第2章 一章「朝の日課はウィッグを被る事です」
今夜は少し仕事が長引いたな、と私は帰路を急いでいた。
外は随分暗い。
「おーい」
「ん?」
呼ばれた気がしたので振り返ると、まーくんが手を振りながら走ってくるところだ。私は歩く足を止め、まーくんが辿り着くまで待つ。
ものの数十秒でこちらに着くと、まーくんは私の頭に手を置いた。
「すっげー嬉しいな」
「なにが?」
「偶然でもあいつらより早く泉に会えた事」
ドキッと胸が高鳴る。この人はどうしてこうも簡単に女が喜ぶ事を言えるんだろう。言い慣れてるのか?
「私以外に何人いるのよっ!!!」
「あ!?」
どうやらまーくんは夕飯の買い物に向かう途中だったらしいので、私もそのまま付き合う事にした。

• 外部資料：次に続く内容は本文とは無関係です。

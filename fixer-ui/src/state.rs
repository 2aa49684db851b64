//! Shared application state for the UI server.

use std::collections::HashMap;
use std::path::PathBuf;
use std::sync::{Arc, Mutex};

use serde::Serialize;
use tokio::sync::broadcast;

use fixer::core::types::RunOutcome;
use fixer::events::RunEvent;
use fixer::io::config::FixerConfig;

/// Lifecycle of a run started through the API.
#[derive(Debug, Clone, Copy, PartialEq, Eq, Serialize)]
#[serde(rename_all = "lowercase")]
pub enum RunLifecycle {
    Running,
    Finished,
}

/// Registry entry for one run.
#[derive(Debug, Clone, Serialize)]
pub struct RunEntry {
    pub run_id: String,
    pub repository: String,
    pub goal: String,
    pub lifecycle: RunLifecycle,
    #[serde(skip_serializing_if = "Option::is_none")]
    pub outcome: Option<RunOutcome>,
}

/// Shared state accessible from all request handlers.
#[derive(Clone)]
pub struct AppState {
    /// Root directory run artifacts are written under (contains .fixer/).
    pub project_dir: PathBuf,
    pub config: Arc<FixerConfig>,
    /// GitHub token handed to each run's service.
    pub token: Arc<String>,
    /// Known runs keyed by run id.
    pub runs: Arc<Mutex<HashMap<String, RunEntry>>>,
    /// Broadcast sender for control-loop events.
    pub event_tx: Arc<broadcast::Sender<RunEvent>>,
}

impl AppState {
    pub fn new(project_dir: PathBuf, config: FixerConfig, token: String) -> Self {
        let (event_tx, _) = broadcast::channel(256);
        Self {
            project_dir,
            config: Arc::new(config),
            token: Arc::new(token),
            runs: Arc::new(Mutex::new(HashMap::new())),
            event_tx: Arc::new(event_tx),
        }
    }

    /// Insert a run entry; returns false when the id is already taken by a
    /// run that has not finished.
    pub fn try_insert_run(&self, entry: RunEntry) -> bool {
        let mut runs = self.runs.lock().expect("runs lock poisoned");
        if let Some(existing) = runs.get(&entry.run_id)
            && existing.lifecycle == RunLifecycle::Running
        {
            return false;
        }
        runs.insert(entry.run_id.clone(), entry);
        true
    }

    /// Record a run's terminal outcome.
    pub fn finish_run(&self, run_id: &str, outcome: RunOutcome) {
        let mut runs = self.runs.lock().expect("runs lock poisoned");
        if let Some(entry) = runs.get_mut(run_id) {
            entry.lifecycle = RunLifecycle::Finished;
            entry.outcome = Some(outcome);
        }
    }

    /// Update a run's goal once it is known (issue runs fetch it lazily).
    pub fn set_run_goal(&self, run_id: &str, goal: &str) {
        let mut runs = self.runs.lock().expect("runs lock poisoned");
        if let Some(entry) = runs.get_mut(run_id) {
            entry.goal = goal.to_string();
        }
    }

    /// Snapshot of all runs sorted by run id.
    pub fn list_runs(&self) -> Vec<RunEntry> {
        let runs = self.runs.lock().expect("runs lock poisoned");
        let mut entries: Vec<RunEntry> = runs.values().cloned().collect();
        entries.sort_by(|a, b| a.run_id.cmp(&b.run_id));
        entries
    }

    pub fn get_run(&self, run_id: &str) -> Option<RunEntry> {
        let runs = self.runs.lock().expect("runs lock poisoned");
        runs.get(run_id).cloned()
    }
}

#[cfg(test)]
mod tests {
    use super::*;

    fn entry(run_id: &str, lifecycle: RunLifecycle) -> RunEntry {
        RunEntry {
            run_id: run_id.to_string(),
            repository: "acme/widget".to_string(),
            goal: "fix it".to_string(),
            lifecycle,
            outcome: None,
        }
    }

    fn state() -> AppState {
        AppState::new(
            std::env::temp_dir(),
            FixerConfig::default(),
            "token".to_string(),
        )
    }

    #[test]
    fn duplicate_running_ids_are_rejected() {
        let state = state();
        assert!(state.try_insert_run(entry("issue-1", RunLifecycle::Running)));
        assert!(!state.try_insert_run(entry("issue-1", RunLifecycle::Running)));

        // A finished run may be restarted under the same id.
        state.finish_run("issue-1", RunOutcome::error("stopped", Vec::new()));
        assert!(state.try_insert_run(entry("issue-1", RunLifecycle::Running)));
    }

    #[test]
    fn list_runs_is_sorted_by_id() {
        let state = state();
        state.try_insert_run(entry("run-b", RunLifecycle::Running));
        state.try_insert_run(entry("run-a", RunLifecycle::Running));

        let ids: Vec<String> = state
            .list_runs()
            .into_iter()
            .map(|entry| entry.run_id)
            .collect();
        assert_eq!(ids, vec!["run-a".to_string(), "run-b".to_string()]);
    }

    #[test]
    fn finish_run_attaches_outcome() {
        let state = state();
        state.try_insert_run(entry("issue-9", RunLifecycle::Running));
        state.finish_run("issue-9", RunOutcome::error("boom", Vec::new()));

        let entry = state.get_run("issue-9").expect("entry");
        assert_eq!(entry.lifecycle, RunLifecycle::Finished);
        assert!(entry.outcome.is_some());
    }
}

「あ、そういえば准君がカレー食べたいって言ってたなー」
「じゃあハヤシライスにしよう」
「なんで」
まーくんがカートを押し、私が食材を入れていく。
なんだか…
「夫婦みたいだな」
「おうふっ」
「奇声あげないでな?」
まーくんは本当に心が読めるのではないかと思うくらい、同じ事を感じたり、私の胸中の事を口にする。
「荷物持つよ」
「いいよ、軽いし。そんな事より、手繋ごう」
「…ふっ」
「ん?」
「いや、昨日イノッチにも同じ事言われたから」
「なんだよー。二番煎じかー」
まーくんが髪をくしゃくしゃっといじる。その悔しそうな顔が可愛らしい。私はまーくんの手を取ると、歩き出した。
「ほら、それでも私とまーくんが手を繋ぐのは初めてでしょ。行こ」
「…可愛いな、本当」
「なんか言ったー?」
「なんにも」
そうして私たちは手を繋いで家に帰った。